Audit finds more details in unemployment overpayment, fraud
The report takes a deeper dive into the problem officials with ODJFS have been investigating.
A state audit says changes to the federal requirements for unemployment compensation and a lack of controls led to the state doling out $3.8 billion in overpayments and fraud for jobless claims.
State Auditor Keith Faber (R-Ohio) says there were nearly 86,000 potential instances where the payments went to someone in prison and 141,000 potential instances of money going to someone who's dead.
The audit also says people filed for unemployment under fake names such as "Adidas," "Dummy," and "Demon."

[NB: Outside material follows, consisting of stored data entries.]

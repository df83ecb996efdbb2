//! # ELF Metadata
//!
//! A minimal reader for statically linked, little-endian ELF executables.
//! It reads the file header and the program header table and keeps the
//! `PT_LOAD` segments in file order; it does not validate anything beyond
//! what is needed to find the entry point and the segment table.
//!
//! The opened file stays inside the [`Image`] so that pages can later be
//! mapped straight from it.

mod header;
mod image;
mod segment;

pub use header::{BinaryHeader, ElfClass};
pub use image::{Image, ImageError};
pub use segment::{PFlags, Segment, SegmentRef, SegmentTable};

Faber says the Ohio Department of Job and Family Services did not have the proper security system in place to prevent scams and that other state agencies need to pay attention.
"We can't have major payment systems that don't have the proper security protocols in place, that don't have the controls in place to stop untoward actors," Faber says.
Ohio's unemployment program took on a huge influx of submissions during the COVID-19 pandemic. And Ohio Department of Job and Family Services Director Matt Damschroder admits the state’s unemployment system simply wasn’t equipped to respond to the massive changes. He says the state had already begun the process of getting a new system prior to COVID.
“We are in the process of implementing that system that will be cloud-based, much more scalable, modern coding language and those kinds of things to be able to respond to increased demands in that system in the future,” Damschroder says.
Many Ohioans who needed unemployment during the pandemic couldn’t get it on a timely basis if at all.